Estou com ele e acrescento: algumas vezes até carcereiro de
livros que nunca leu e jamais virá a ler! (…)
Desde sempre tudo me interessou, acumulando livros numa demanda
que se aproxima da procura mítica do Santo Graal, embora com incidência mais compulsiva
nas épocas e autores que mais me fascinaram. Desde logo a Idade Média, o Humanismo,
o Renascimento e o século XX. E quanto a autores, desde sempre, Santo António, S.
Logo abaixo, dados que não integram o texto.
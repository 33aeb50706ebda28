//! Tracing subscriber registration for development and embedding hosts.

use cinemuse_error::{CinemuseResult, TelemetryError};
use tracing_subscriber::{EnvFilter, layer::SubscriberExt, util::SubscriberInitExt};

/// Initialize the tracing subscriber with a human-readable fmt layer.
///
/// The subscriber respects the `RUST_LOG` environment variable. Generation
/// itself never logs above debug level, so a host that skips this call
/// simply sees no output.
///
/// # Errors
///
/// Returns an error if a global subscriber has already been set.
pub fn init_telemetry() -> CinemuseResult<()> {
    let fmt_layer = tracing_subscriber::fmt::layer()
        .with_target(true)
        .with_level(true);

    tracing_subscriber::registry()
        .with(EnvFilter::from_default_env())
        .with(fmt_layer)
        .try_init()
        .map_err(|e| TelemetryError::new(e.to_string()))?;

    Ok(())
}
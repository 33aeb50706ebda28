//! Poster art prompt generation.

use crate::pacing::Pacing;
use crate::vocabulary::{self, pick};
use cinemuse_core::{GenerationSettings, NormalizedConcept};

/// Generate key-art prompts formatted for image generation tools.
pub fn generate(concept: &NormalizedConcept, settings: &GenerationSettings) -> Vec<String> {
    let pacing = Pacing::for_length(*settings.target_length());
    let base = vocabulary::seed(concept.lowercase());
    let intensity = *settings.intensity();
    let era = *settings.era();

    (0..pacing.poster_prompts)
        .map(|i| {
            let adjective = pick(vocabulary::adjectives(intensity), base + i);
            let image = pick(vocabulary::imagery(era), base + i);
            let palette = pick(vocabulary::palettes(era), base + i);
            let texture = pick(vocabulary::textures(era), base + i);
            let light = pick(vocabulary::lighting(intensity), base + i);

            format!(
                "Theatrical poster of {concept}, {adjective} composition, {image} in the \
                 background, {palette}, {texture}, {light}, cinematic key art, high detail",
                concept = concept.lowercase()
            )
        })
        .collect()
}
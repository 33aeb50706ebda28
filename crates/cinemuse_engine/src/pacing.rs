//! Output cardinality profiles keyed by target length.

use cinemuse_core::TargetLength;

/// Per-section output counts for one target length.
///
/// Every count is monotone across `Short <= Feature <= Series`, so scaling
/// the format up never shrinks any section.
///
/// # Examples
///
/// ```
/// use cinemuse_core::TargetLength;
/// use cinemuse_engine::Pacing;
///
/// let short = Pacing::for_length(TargetLength::Short);
/// let series = Pacing::for_length(TargetLength::Series);
/// assert!(series.shots > short.shots);
/// ```
#[derive(Debug, Clone, Copy, PartialEq, Eq)]
pub struct Pacing {
    /// Story idea count
    pub story_ideas: usize,
    /// Scene beat count
    pub scenes: usize,
    /// Storyboard frame count
    pub frames: usize,
    /// Shot table row count
    pub shots: usize,
    /// Voiceover paragraph count
    pub voiceover_paragraphs: usize,
    /// Poster prompt count
    pub poster_prompts: usize,
    /// Video prompt count
    pub video_prompts: usize,
    /// Social title count
    pub social_titles: usize,
    /// Social caption count
    pub social_captions: usize,
    /// Social tag count
    pub social_tags: usize,
}

impl Pacing {
    /// The cardinality profile for a target length.
    pub fn for_length(length: TargetLength) -> Self {
        match length {
            TargetLength::Short => Self {
                story_ideas: 2,
                scenes: 2,
                frames: 3,
                shots: 4,
                voiceover_paragraphs: 2,
                poster_prompts: 2,
                video_prompts: 2,
                social_titles: 3,
                social_captions: 2,
                social_tags: 6,
            },
            TargetLength::Feature => Self {
                story_ideas: 3,
                scenes: 3,
                frames: 4,
                shots: 6,
                voiceover_paragraphs: 3,
                poster_prompts: 3,
                video_prompts: 3,
                social_titles: 4,
                social_captions: 3,
                social_tags: 8,
            },
            TargetLength::Series => Self {
                story_ideas: 4,
                scenes: 4,
                frames: 6,
                shots: 8,
                voiceover_paragraphs: 4,
                poster_prompts: 4,
                video_prompts: 4,
                social_titles: 5,
                social_captions: 4,
                social_tags: 10,
            },
        }
    }
}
Francisco de Assis, Dostoievsky, Proust, Thomas Mann, Faulkner,]oyce, Sartre, Camus,
Camilo, Eça, Pessanha, Alves Redol, Vergílio Ferreira, Agustina Bessa Luís, António
Rebordão Navarro, Ilse Losa, Luísa Dacosta, Mário Cláudio, Manuel Alegre, etc.,
mais a gente de Orpheu e da Presença.
Retomando a Forjaz Sampaio, no que diz respeito a bibliófilos,
transcrevo: Um livro novo, a não ser que lhe garantam que é muito difícil de
alcançar, não o tenta. Mas dêem-lhe um calhamaço joanino, com suas margens largas
em rico papel de linho, suas vinhetas delicadíssimas, como já hoje não se grava,
suas iniciais ornadas, sua encadernação do tempo, ou um pequeno quinhentista gótico
(...) e vê-lo eis transmudado de sorumbático em bailador e de longorelhudo
triste em farsola gracioso. (…)
Mas mais nos diz Walter Benjamin ao afirmar que, com o passar do
tempo e com o crescimento da biblioteca, breve o bibliófilo passa a ter em atenção
outros valores que não propriamente os do conteúdo, deixando-se seduzir pela excelência
da impressão, das encadernações, das ilustrações, da raridade do exemplar, enfim,
pelo valor que tais livros-objectos alcançam no mercado, fazendo-o transmigrar para
a condição de investidor de capital.
A esta fatalidade confesso que também não escapei. Mas só muito
moderadamente. Na verdade, escassas vezes me deixei seduzir por este parâmetro enquanto
fim em si mesmo. Agora tratando-se de obra de autor ou de matéria em que estivesse
a laborar, aí sim, não descansava enquanto a não obtivesse, olhando pouco ao preço
e menos ainda à eventual valorização futura.
Na realidade nunca fiz da minha biblioteca um meio de investimento
de capital. Tive-a sempre como fonte de união entre mim e o mundo, secundando Stefan
Zweig que dizia que os livros são feitos para unir os homens.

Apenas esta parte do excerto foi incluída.